Of course there are some fundamentals you need to know in creating effective characters.  If you like, you can always describe them physically. This is what I call creating a character “directly”. Many writers do this effectively as, to a certain degree, some character elements may be physically based.  Though Cyrano’s deformed nose is only the tip of the iceberg and, in itself, merely a contrivance.  But his character comes from how he relates to the deformity, how he reacts to other people’s commenting on it, how his perceived ugliness has created a huge insecurity and a hair-trigger temper among other traits. Too many writers assume describing the physicality is enough and either forget about the emotional impact the physicality may have or ignore the possibility that different people may react very differently to having identical physical traits.

Alternatively, a writer may introduce a character with vast paragraphs of background exposition detailing their entire lives to date. We may read pages and pages about how little Amelia was cruelly ripped from her mother’s breast and sold into white slavery, spending her tenderest years as a scullery maid before being forced into a life of prostitution. Often, the author’s intent is to provide a rough sketch for the reader to latch on to so that the plot can move forward. The thinking is that the reader needs to be familiar with Amelia’s motivations in order to understand why she is about to do whatever it is she does.

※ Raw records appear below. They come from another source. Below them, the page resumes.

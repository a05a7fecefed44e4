//! Failure log sink.

use std::fmt;
use std::panic::Location;

/// Severity passed to the sink for a failed send.
pub const FAILURE_SEVERITY: i32 = 3;

/// Receives one diagnostic per failed send.
pub trait LogSink: Send + Sync {
    /// Records a message at the given severity.
    fn log(&self, message: &str, severity: i32);
}

impl<F> LogSink for F
where
    F: Fn(&str, i32) + Send + Sync,
{
    fn log(&self, message: &str, severity: i32) {
        self(message, severity);
    }
}

/// Forwards failures to `tracing` at error level.
#[derive(Debug, Clone, Copy, Default)]
pub struct TracingSink;

impl LogSink for TracingSink {
    fn log(&self, message: &str, severity: i32) {
        tracing::error!(severity, "{message}");
    }
}

/// Formats a failure as `Message: <error>, File: <file>, line: <line>`.
#[must_use]
pub fn failure_message(error: &dyn fmt::Display, location: &Location<'_>) -> String {
    format!(
        "Message: {error}, File: {}, line: {}",
        location.file(),
        location.line()
    )
}

#[cfg(test)]
#[allow(clippy::unwrap_used)]
mod tests {
    use super::*;
    use std::sync::{Arc, Mutex};

    #[test]
    fn test_failure_message_format() {
        let location = Location::caller();
        let message = failure_message(&"No response from the server", location);
        assert_eq!(
            message,
            format!(
                "Message: No response from the server, File: {}, line: {}",
                location.file(),
                location.line()
            )
        );
        assert!(message.contains("log.rs"));
    }

    #[test]
    fn test_closure_sink() {
        let seen = Arc::new(Mutex::new(Vec::new()));
        let sink = {
            let seen = Arc::clone(&seen);
            move |message: &str, severity: i32| {
                seen.lock().unwrap().push((message.to_string(), severity));
            }
        };

        sink.log("boom", FAILURE_SEVERITY);
        assert_eq!(*seen.lock().unwrap(), vec![("boom".to_string(), 3)]);
    }

    #[test]
    fn test_tracing_sink_does_not_panic() {
        TracingSink.log("relay unreachable", FAILURE_SEVERITY);
    }
}
#[cfg(test)]
#[allow(clippy::unwrap_used)]
mod tests {
    use super::*;
    use crate::connection::mock::ScriptedDialer;

    const EHLO_WITH_STARTTLS: &str =
        "250-relay.example.com\r\n250-STARTTLS\r\n250 AUTH LOGIN PLAIN\r\n";
    const EHLO_PLAIN: &str = "250-relay.example.com\r\n250 AUTH LOGIN\r\n";

    fn config() -> Config {
        Config::builder("relay.example.com")
            .credentials("user", "pass")
            .helo_name("client.example.com")
            .build()
    }

    fn session(replies: &[&str]) -> (Session<ScriptedDialer>, ScriptedDialer) {
        let dialer = ScriptedDialer::with_replies(replies);
        (Session::with_dialer(config(), dialer.clone()), dialer)
    }

    #[tokio::test]
    async fn test_full_handshake_without_starttls() {
        let (mut session, dialer) = session(&[
            "220 relay.example.com ESMTP",
            EHLO_PLAIN,
            "334 VXNlcm5hbWU6",
            "334 UGFzc3dvcmQ6",
            "235 Authentication successful",
        ]);

        session.ensure_ready().await.unwrap();

        assert_eq!(session.state(), SessionState::Authenticated);
        assert_eq!(
            dialer.sent_lines(),
            vec![
                "EHLO client.example.com",
                "AUTH LOGIN",
                "dXNlcg==",
                "cGFzcw==",
            ]
        );
        assert_eq!(session.server_info().hostname, "relay.example.com");
        assert!(dialer.is_drained());
    }

    #[tokio::test]
    async fn test_handshake_with_starttls() {
        let (mut session, dialer) = session(&[
            "220 relay.example.com ESMTP",
            EHLO_WITH_STARTTLS,
            "220 Ready to start TLS",
            EHLO_PLAIN,
            "334 VXNlcm5hbWU6",
            "334 UGFzc3dvcmQ6",
            "235 Authentication successful",
        ]);

        session.ensure_ready().await.unwrap();

        assert!(session.is_authenticated());
        assert_eq!(dialer.upgrade_count(), 1);
        assert!(session.channel().unwrap().get_ref().is_tls());
        assert_eq!(
            dialer.sent_lines(),
            vec![
                "EHLO client.example.com",
                "STARTTLS",
                "EHLO client.example.com",
                "AUTH LOGIN",
                "dXNlcg==",
                "cGFzcw==",
            ]
        );
    }

    #[tokio::test]
    async fn test_security_none_skips_starttls() {
        let dialer = ScriptedDialer::with_replies([
            "220 ready",
            EHLO_WITH_STARTTLS,
            "334 VXNlcm5hbWU6",
            "334 UGFzc3dvcmQ6",
            "235 ok",
        ]);
        let config = Config::builder("relay.example.com")
            .security(Security::None)
            .credentials("user", "pass")
            .build();
        let mut session = Session::with_dialer(config, dialer.clone());

        session.ensure_ready().await.unwrap();
        assert_eq!(dialer.upgrade_count(), 0);
        assert!(!dialer.sent_lines().contains(&"STARTTLS".to_string()));
    }

    #[tokio::test]
    async fn test_implicit_tls_does_not_upgrade_again() {
        let dialer = ScriptedDialer::with_replies([
            "220 ready",
            EHLO_WITH_STARTTLS,
            "334 VXNlcm5hbWU6",
            "334 UGFzc3dvcmQ6",
            "235 ok",
        ]);
        let config = Config::builder("relay.example.com")
            .port(465)
            .credentials("user", "pass")
            .build();
        let mut session = Session::with_dialer(config, dialer.clone());

        session.ensure_ready().await.unwrap();
        assert!(session.is_authenticated());
        assert_eq!(dialer.upgrade_count(), 0);
    }

    #[tokio::test]
    async fn test_ensure_ready_is_idempotent() {
        let (mut session, dialer) = session(&[
            "220 ready",
            EHLO_PLAIN,
            "334 VXNlcm5hbWU6",
            "334 UGFzc3dvcmQ6",
            "235 ok",
        ]);

        session.ensure_ready().await.unwrap();
        let sent = dialer.sent();

        session.ensure_ready().await.unwrap();
        assert_eq!(dialer.dial_count(), 1);
        assert_eq!(dialer.sent(), sent);
        assert!(session.is_authenticated());
    }

    #[tokio::test]
    async fn test_password_rejected() {
        let (mut session, dialer) = session(&[
            "220 ready",
            EHLO_PLAIN,
            "334 VXNlcm5hbWU6",
            "334 UGFzc3dvcmQ6",
            "535 5.7.8 Authentication credentials invalid",
            "221 Bye",
        ]);

        let err = session.ensure_ready().await.unwrap_err();

        assert!(matches!(err, Error::Auth { code: 535, .. }));
        assert!(err.is_permanent());
        assert!(!session.is_authenticated());
        assert_eq!(session.state(), SessionState::Disconnected);
        assert_eq!(dialer.sent_lines().last().unwrap(), "QUIT");
        assert_eq!(dialer.shutdown_count(), 1);
    }

    #[tokio::test]
    async fn test_auth_login_refused() {
        let (mut session, _dialer) = session(&["220 ready", EHLO_PLAIN, "504 Unrecognized"]);

        let err = session.ensure_ready().await.unwrap_err();
        assert!(matches!(err, Error::Auth { code: 504, .. }));
    }

    #[tokio::test]
    async fn test_bad_greeting() {
        let (mut session, _dialer) = session(&["554 No SMTP service here"]);

        let err = session.ensure_ready().await.unwrap_err();
        assert!(matches!(err, Error::Connection(ref msg) if msg.contains("554")));
        assert_eq!(session.state(), SessionState::Disconnected);
    }

    #[tokio::test]
    async fn test_ehlo_rejected() {
        let (mut session, _dialer) = session(&["220 ready", "502 Command not implemented"]);

        let err = session.ensure_ready().await.unwrap_err();
        assert!(matches!(err, Error::Connection(_)));
    }

    #[tokio::test]
    async fn test_dial_failure() {
        let dialer = ScriptedDialer::new().failing();
        let mut session = Session::with_dialer(config(), dialer);

        let err = session.ensure_ready().await.unwrap_err();
        assert!(matches!(err, Error::Connection(_)));
    }

    #[tokio::test]
    async fn test_starttls_refused() {
        let (mut session, _dialer) =
            session(&["220 ready", EHLO_WITH_STARTTLS, "454 TLS not available"]);

        let err = session.ensure_ready().await.unwrap_err();
        assert!(matches!(err, Error::StartTls(_)));
    }

    #[tokio::test]
    async fn test_tls_handshake_failure() {
        let dialer = ScriptedDialer::with_replies(["220 ready", EHLO_WITH_STARTTLS, "220 go ahead"])
            .failing_upgrade();
        let mut session = Session::with_dialer(config(), dialer);

        let err = session.ensure_ready().await.unwrap_err();
        assert!(matches!(err, Error::StartTls(_)));
        assert_eq!(session.state(), SessionState::Disconnected);
    }

    #[tokio::test]
    async fn test_no_response_from_server() {
        let (mut session, _dialer) = session(&[]);

        let err = session.ensure_ready().await.unwrap_err();
        assert!(matches!(err, Error::NoResponse));
    }

    #[tokio::test]
    async fn test_disconnect_when_never_connected() {
        let (mut session, dialer) = session(&[]);
        session.disconnect().await;
        assert_eq!(session.state(), SessionState::Disconnected);
        assert!(dialer.sent().is_empty());
    }

    #[tokio::test]
    async fn test_drop_sends_quit() {
        let (mut session, dialer) = session(&[
            "220 ready",
            EHLO_PLAIN,
            "334 VXNlcm5hbWU6",
            "334 UGFzc3dvcmQ6",
            "235 ok",
            "221 Bye",
        ]);
        session.ensure_ready().await.unwrap();

        drop(session);
        for _ in 0..10 {
            tokio::task::yield_now().await;
        }

        assert_eq!(dialer.sent_lines().last().unwrap(), "QUIT");
        assert_eq!(dialer.shutdown_count(), 1);
    }

    #[tokio::test]
    async fn test_send_command_without_connection() {
        let (mut session, _dialer) = session(&[]);
        let err = session.send_command(&Command::Rset).await.unwrap_err();
        assert!(matches!(err, Error::NotConnected));
    }
}
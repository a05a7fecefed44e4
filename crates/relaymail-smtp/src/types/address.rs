//! Envelope address type.

use crate::error::{Error, Result};

/// Email address for SMTP envelope.
#[derive(Debug, Clone, PartialEq, Eq, Hash)]
pub struct Address(String);

impl Address {
    /// Creates a new address from a string.
    ///
    /// # Errors
    ///
    /// Returns an error if the address is invalid.
    pub fn new(addr: impl Into<String>) -> Result<Self> {
        let addr = addr.into();
        Self::validate(&addr)?;
        Ok(Self(addr))
    }

    /// Returns the address as a string slice.
    #[must_use]
    pub fn as_str(&self) -> &str {
        &self.0
    }

    /// Validates an email address (basic validation).
    fn validate(addr: &str) -> Result<()> {
        if addr.contains(['<', '>', '\r', '\n']) {
            return Err(Error::InvalidAddress(format!(
                "Address contains a forbidden character: {addr:?}"
            )));
        }

        if addr.is_empty() {
            return Err(Error::InvalidAddress("Address cannot be empty".into()));
        }

        if !addr.contains('@') {
            return Err(Error::InvalidAddress("Address must contain @".into()));
        }

        let parts: Vec<&str> = addr.split('@').collect();
        if parts.len() != 2 {
            return Err(Error::InvalidAddress(
                "Address must have exactly one @".into(),
            ));
        }

        if parts[0].is_empty() || parts[1].is_empty() {
            return Err(Error::InvalidAddress(
                "Local and domain parts cannot be empty".into(),
            ));
        }

        Ok(())
    }
}

impl std::fmt::Display for Address {
    fn fmt(&self, f: &mut std::fmt::Formatter<'_>) -> std::fmt::Result {
        write!(f, "{}", self.0)
    }
}
//! Custom header handling.

use crate::error::{Error, Result};
use std::fmt;

/// Ordered collection of custom headers.
///
/// Insertion order is kept and repeated names are all emitted.
#[derive(Debug, Clone, Default, PartialEq, Eq)]
pub struct Headers {
    headers: Vec<(String, String)>,
}

impl Headers {
    /// Creates a new empty header collection.
    #[must_use]
    pub fn new() -> Self {
        Self::default()
    }

    /// Appends a header.
    ///
    /// # Errors
    ///
    /// Returns [`Error::InvalidHeader`] if the name is empty or contains a
    /// colon or whitespace, or if either part contains CR or LF.
    pub fn add(&mut self, name: impl Into<String>, value: impl Into<String>) -> Result<()> {
        let name = name.into();
        let value = value.into();
        validate_name(&name)?;
        validate_value(&name, &value)?;
        self.headers.push((name, value));
        Ok(())
    }

    /// Gets the first value for a header, case-insensitively.
    #[must_use]
    pub fn get(&self, name: &str) -> Option<&str> {
        self.iter()
            .find(|(n, _)| n.eq_ignore_ascii_case(name))
            .map(|(_, v)| v)
    }

    /// Gets all values for a header in insertion order.
    #[must_use]
    pub fn get_all(&self, name: &str) -> Vec<&str> {
        self.iter()
            .filter(|(n, _)| n.eq_ignore_ascii_case(name))
            .map(|(_, v)| v)
            .collect()
    }

    /// Removes all values for a header.
    pub fn remove(&mut self, name: &str) {
        self.headers.retain(|(n, _)| !n.eq_ignore_ascii_case(name));
    }

    /// Returns the number of header lines.
    #[must_use]
    pub fn len(&self) -> usize {
        self.headers.len()
    }

    /// Returns true if no headers are set.
    #[must_use]
    pub fn is_empty(&self) -> bool {
        self.headers.is_empty()
    }

    /// Returns an iterator over all headers in insertion order.
    pub fn iter(&self) -> impl Iterator<Item = (&str, &str)> {
        self.headers.iter().map(|(n, v)| (n.as_str(), v.as_str()))
    }
}

/// Checks that a header name is a single non-empty token.
///
/// A leading `.` is refused as well: the line would reach the relay
/// unstuffed and lose its first character.
pub(crate) fn validate_name(name: &str) -> Result<()> {
    if name.is_empty()
        || name.starts_with('.')
        || name.contains(|c: char| c == ':' || c.is_whitespace() || c.is_control())
    {
        return Err(Error::InvalidHeader(format!("Invalid header name: {name:?}")));
    }
    Ok(())
}

/// Checks that a header value cannot start a new header line.
pub(crate) fn validate_value(name: &str, value: &str) -> Result<()> {
    if value.contains(['\r', '\n']) {
        return Err(Error::InvalidHeader(format!(
            "Line break in value of {name}"
        )));
    }
    Ok(())
}

impl fmt::Display for Headers {
    /// Writes one `Name: value` line per header, CRLF terminated.
    fn fmt(&self, f: &mut fmt::Formatter<'_>) -> fmt::Result {
        for (name, value) in self.iter() {
            write!(f, "{name}: {value}\r\n")?;
        }
        Ok(())
    }
}
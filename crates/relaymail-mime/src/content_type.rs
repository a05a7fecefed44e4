//! MIME content type handling.

use crate::error::{Error, Result};
use std::fmt;
use std::path::Path;

/// Fallback type for unknown or missing file extensions.
pub const OCTET_STREAM: &str = "application/octet-stream";

/// One `key=value` content type parameter.
#[derive(Debug, Clone, PartialEq, Eq)]
pub struct Parameter {
    /// Parameter name.
    pub name: String,
    /// Parameter value, unquoted.
    pub value: String,
    /// Always write the value in double quotes.
    pub quoted: bool,
}

/// MIME content type with parameters in insertion order.
#[derive(Debug, Clone, PartialEq, Eq)]
pub struct ContentType {
    /// Main type (e.g., "text", "image", "multipart").
    pub main_type: String,
    /// Subtype (e.g., "plain", "html", "jpeg").
    pub sub_type: String,
    /// Parameters (e.g., charset=UTF-8, boundary="xxx").
    pub parameters: Vec<Parameter>,
}

impl ContentType {
    /// Creates a new content type.
    #[must_use]
    pub fn new(main_type: impl Into<String>, sub_type: impl Into<String>) -> Self {
        Self {
            main_type: main_type.into(),
            sub_type: sub_type.into(),
            parameters: Vec::new(),
        }
    }

    /// Creates a text/plain content type.
    #[must_use]
    pub fn text_plain() -> Self {
        Self::new("text", "plain").with_parameter("charset", "UTF-8")
    }

    /// Creates a text/html content type.
    #[must_use]
    pub fn text_html() -> Self {
        Self::new("text", "html").with_parameter("charset", "UTF-8")
    }

    /// Creates a multipart/mixed content type with boundary.
    #[must_use]
    pub fn multipart_mixed(boundary: impl Into<String>) -> Self {
        Self::new("multipart", "mixed").with_quoted_parameter("boundary", boundary)
    }

    /// Creates an `application/octet-stream` content type.
    #[must_use]
    pub fn octet_stream() -> Self {
        Self::new("application", "octet-stream")
    }

    /// Resolves a content type from a file extension, case-insensitively.
    ///
    /// Unknown extensions resolve to `application/octet-stream`.
    #[must_use]
    pub fn from_extension(extension: &str) -> Self {
        let essence = match extension.to_ascii_lowercase().as_str() {
            // Text
            "txt" | "text" | "log" => "text/plain",
            "htm" | "html" => "text/html",
            "css" => "text/css",
            "csv" => "text/csv",
            "ics" => "text/calendar",
            "md" => "text/markdown",
            "xml" => "application/xml",
            "json" => "application/json",
            // Documents
            "pdf" => "application/pdf",
            "rtf" => "application/rtf",
            "doc" => "application/msword",
            "docx" => "application/vnd.openxmlformats-officedocument.wordprocessingml.document",
            "xls" => "application/vnd.ms-excel",
            "xlsx" => "application/vnd.openxmlformats-officedocument.spreadsheetml.sheet",
            "ppt" => "application/vnd.ms-powerpoint",
            "pptx" => "application/vnd.openxmlformats-officedocument.presentationml.presentation",
            "odt" => "application/vnd.oasis.opendocument.text",
            "ods" => "application/vnd.oasis.opendocument.spreadsheet",
            "eml" => "message/rfc822",
            // Images
            "png" => "image/png",
            "jpg" | "jpeg" => "image/jpeg",
            "gif" => "image/gif",
            "bmp" => "image/bmp",
            "webp" => "image/webp",
            "svg" => "image/svg+xml",
            "ico" => "image/vnd.microsoft.icon",
            "tif" | "tiff" => "image/tiff",
            // Archives
            "zip" => "application/zip",
            "gz" => "application/gzip",
            "tar" => "application/x-tar",
            "7z" => "application/x-7z-compressed",
            "rar" => "application/vnd.rar",
            // Audio and video
            "mp3" => "audio/mpeg",
            "wav" => "audio/wav",
            "ogg" => "audio/ogg",
            "mp4" => "video/mp4",
            "webm" => "video/webm",
            "avi" => "video/x-msvideo",
            "mov" => "video/quicktime",
            _ => OCTET_STREAM,
        };

        match essence.split_once('/') {
            Some((main, sub)) => Self::new(main, sub),
            None => Self::octet_stream(),
        }
    }

    /// Resolves a content type from the extension of `path`.
    #[must_use]
    pub fn from_path(path: &Path) -> Self {
        path.extension()
            .and_then(|ext| ext.to_str())
            .map_or_else(Self::octet_stream, Self::from_extension)
    }

    /// Adds a parameter, quoted only when the value requires it.
    #[must_use]
    pub fn with_parameter(mut self, name: impl Into<String>, value: impl Into<String>) -> Self {
        self.parameters.push(Parameter {
            name: name.into(),
            value: value.into(),
            quoted: false,
        });
        self
    }

    /// Adds a parameter that is always written in double quotes.
    #[must_use]
    pub fn with_quoted_parameter(
        mut self,
        name: impl Into<String>,
        value: impl Into<String>,
    ) -> Self {
        self.parameters.push(Parameter {
            name: name.into(),
            value: value.into(),
            quoted: true,
        });
        self
    }

    /// Returns the value of the first parameter named `name`.
    #[must_use]
    pub fn parameter(&self, name: &str) -> Option<&str> {
        self.parameters
            .iter()
            .find(|p| p.name.eq_ignore_ascii_case(name))
            .map(|p| p.value.as_str())
    }

    /// Returns the charset parameter if present.
    #[must_use]
    pub fn charset(&self) -> Option<&str> {
        self.parameter("charset")
    }

    /// Returns the boundary parameter if present.
    #[must_use]
    pub fn boundary(&self) -> Option<&str> {
        self.parameter("boundary")
    }

    /// Returns `type/subtype` without parameters.
    #[must_use]
    pub fn essence(&self) -> String {
        format!("{}/{}", self.main_type, self.sub_type)
    }

    /// Checks if this is a multipart content type.
    #[must_use]
    pub fn is_multipart(&self) -> bool {
        self.main_type.eq_ignore_ascii_case("multipart")
    }

    /// Parses a content type string.
    ///
    /// Format: `type/subtype; param1=value1; param2="value 2"`
    ///
    /// # Errors
    ///
    /// Returns an error if the type or subtype is missing, or the text
    /// contains a line break.
    pub fn parse(s: &str) -> Result<Self> {
        if s.contains(['\r', '\n']) {
            return Err(Error::InvalidContentType(format!(
                "Line break in content type: {s:?}"
            )));
        }

        let mut parts = s.split(';');

        let type_str = parts.next().unwrap_or_default().trim();
        let (main_type, sub_type) = type_str
            .split_once('/')
            .map(|(main, sub)| (main.trim(), sub.trim()))
            .filter(|(main, sub)| !main.is_empty() && !sub.is_empty())
            .ok_or_else(|| Error::InvalidContentType(format!("Expected type/subtype: {s}")))?;

        let mut content_type = Self::new(main_type.to_lowercase(), sub_type.to_lowercase());

        for param in parts {
            if let Some((name, value)) = param.trim().split_once('=') {
                let value = value.trim();
                let quoted = value.len() >= 2 && value.starts_with('"') && value.ends_with('"');
                content_type.parameters.push(Parameter {
                    name: name.trim().to_lowercase(),
                    value: value.trim_matches('"').to_string(),
                    quoted,
                });
            }
        }

        Ok(content_type)
    }
}

impl Default for ContentType {
    fn default() -> Self {
        Self::octet_stream()
    }
}

impl fmt::Display for ContentType {
    fn fmt(&self, f: &mut fmt::Formatter<'_>) -> fmt::Result {
        let main = &self.main_type;
        let sub = &self.sub_type;
        write!(f, "{main}/{sub}")?;

        for Parameter {
            name,
            value,
            quoted,
        } in &self.parameters
        {
            // Quote value if asked to or if it contains special characters
            let special = value.is_empty()
                || value.contains(|c: char| c.is_whitespace() || "()<>@,;:\\\"/[]?=".contains(c));
            if *quoted || special {
                write!(f, "; {name}=\"{value}\"")?;
            } else {
                write!(f, "; {name}={value}")?;
            }
        }

        Ok(())
    }
}

#[cfg(test)]
#[allow(clippy::unwrap_used)]
mod tests {
    use super::*;

    #[test]
    fn test_content_type_new() {
        let ct = ContentType::new("text", "plain");
        assert_eq!(ct.main_type, "text");
        assert_eq!(ct.sub_type, "plain");
        assert!(ct.parameters.is_empty());
    }

    #[test]
    fn test_text_plain_display() {
        assert_eq!(
            ContentType::text_plain().to_string(),
            "text/plain; charset=UTF-8"
        );
        assert_eq!(
            ContentType::text_html().to_string(),
            "text/html; charset=UTF-8"
        );
    }

    #[test]
    fn test_multipart_mixed() {
        let ct = ContentType::multipart_mixed("boundary123");
        assert_eq!(ct.boundary(), Some("boundary123"));
        assert!(ct.is_multipart());
        assert_eq!(
            ct.to_string(),
            "multipart/mixed; boundary=\"boundary123\""
        );
    }

    #[test]
    fn test_from_extension() {
        assert_eq!(ContentType::from_extension("pdf").essence(), "application/pdf");
        assert_eq!(ContentType::from_extension("JPG").essence(), "image/jpeg");
        assert_eq!(ContentType::from_extension("csv").essence(), "text/csv");
        assert_eq!(ContentType::from_extension("unknownext").essence(), OCTET_STREAM);
    }

    #[test]
    fn test_from_path() {
        assert_eq!(
            ContentType::from_path(Path::new("/tmp/report.final.xlsx")).essence(),
            "application/vnd.openxmlformats-officedocument.spreadsheetml.sheet"
        );
        assert_eq!(ContentType::from_path(Path::new("Makefile")).essence(), OCTET_STREAM);
    }

    #[test]
    fn test_content_type_parse() {
        let ct = ContentType::parse("Text/Plain; charset=utf-8").unwrap();
        assert_eq!(ct.main_type, "text");
        assert_eq!(ct.sub_type, "plain");
        assert_eq!(ct.charset(), Some("utf-8"));
    }

    #[test]
    fn test_content_type_parse_quoted() {
        let ct = ContentType::parse("multipart/mixed; boundary=\"----=_Part_123\"").unwrap();
        assert_eq!(ct.boundary(), Some("----=_Part_123"));
        assert_eq!(ct.to_string(), "multipart/mixed; boundary=\"----=_Part_123\"");
    }

    #[test]
    fn test_content_type_parse_rejects() {
        assert!(ContentType::parse("").is_err());
        assert!(ContentType::parse("text").is_err());
        assert!(ContentType::parse("text/").is_err());
        assert!(ContentType::parse("text/plain\r\nBcc: x@y.com").is_err());
    }

    #[test]
    fn test_parameters_keep_order() {
        let ct = ContentType::new("text", "plain")
            .with_parameter("charset", "iso-8859-1")
            .with_parameter("format", "flowed");

        assert_eq!(ct.to_string(), "text/plain; charset=iso-8859-1; format=flowed");
        assert_eq!(ct.parameter("FORMAT"), Some("flowed"));
    }
}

This is a flawed thinking and, in most cases, a flawed technique. First, it usually bores the reader with information that he does not really need and, very often, there’s too much exposition for the reader to fully digest anyway. It’s far more interesting and effective to show your audience how Amelia responds to the obstacles and plot twists that you throw in her way. If you’re not able to create believable situations to which your character can react truthfully, if you’re not able to use words to sculpt a character that leaps off the page with vitality, then no amount of background explanation is going to help you.

How many times have you read a book with cardboard characters who are fundamentally interchangeable except for some minor physical difference or distinguished only by the “roles” they play in the plot? How many times have you been forced to constantly flip back and forth to the various characters’ “introduction” pages to try and remember who is who?

We’ve all found ourselves wondering, “Joe..Joe…which one is Joe? Is he the surfer with the club foot?  Or is he the one who was injured in the accident? No, that’s not right. Joe is the guy having the affair with the other guy’s wife! No, wait. The guy having the affair is Bill. Who the hell is Joe?”   In cases of truly bad characterization, we may even find ourselves trying to recall whether Joe is the “blond one”, “the fat one” or “the dentist”!

In short, merely telling the reader who a character is directly – either by physical description or via a lengthy mini-biography of the past events which have supposedly influenced the character into becoming who they are – requires a mastery of language and story telling that most writers don’t have. Those of us who can do it may also find that we can’t always do it well; a lot depends on the specifics of what we’re writing. In short, this kind of  “short hand” character development can be made to work, it’s very difficult and it’s most often done badly.

Ironically, the easier method is also the more effective method. I usually refer to it as creating character “indirectly” and the technique has many wrinkles to it.

First, show your readers the character without using simple description. Instead, show them what the person does, how the person reacts, how they feel about things. Dialogue may be the most effective way to do this and, if you’re good, you can write pages and pages of nothing but dialogue without a single “he said” or other identifier and your readers will still know exactly who is speaking, how they feel about things and, in some cases, what they are doing while they speak. The dialogue trap to be wary of is this: don’t use it as a substitute way of burying your reader in all the extraneous information that you were originally tempted to put into the background exposition. There’s nothing worse than expository dialogue that goes on for pages and adds nothing to the plot or characterizations and which exists only because the author mistakenly thinks the reader “needs” to know it!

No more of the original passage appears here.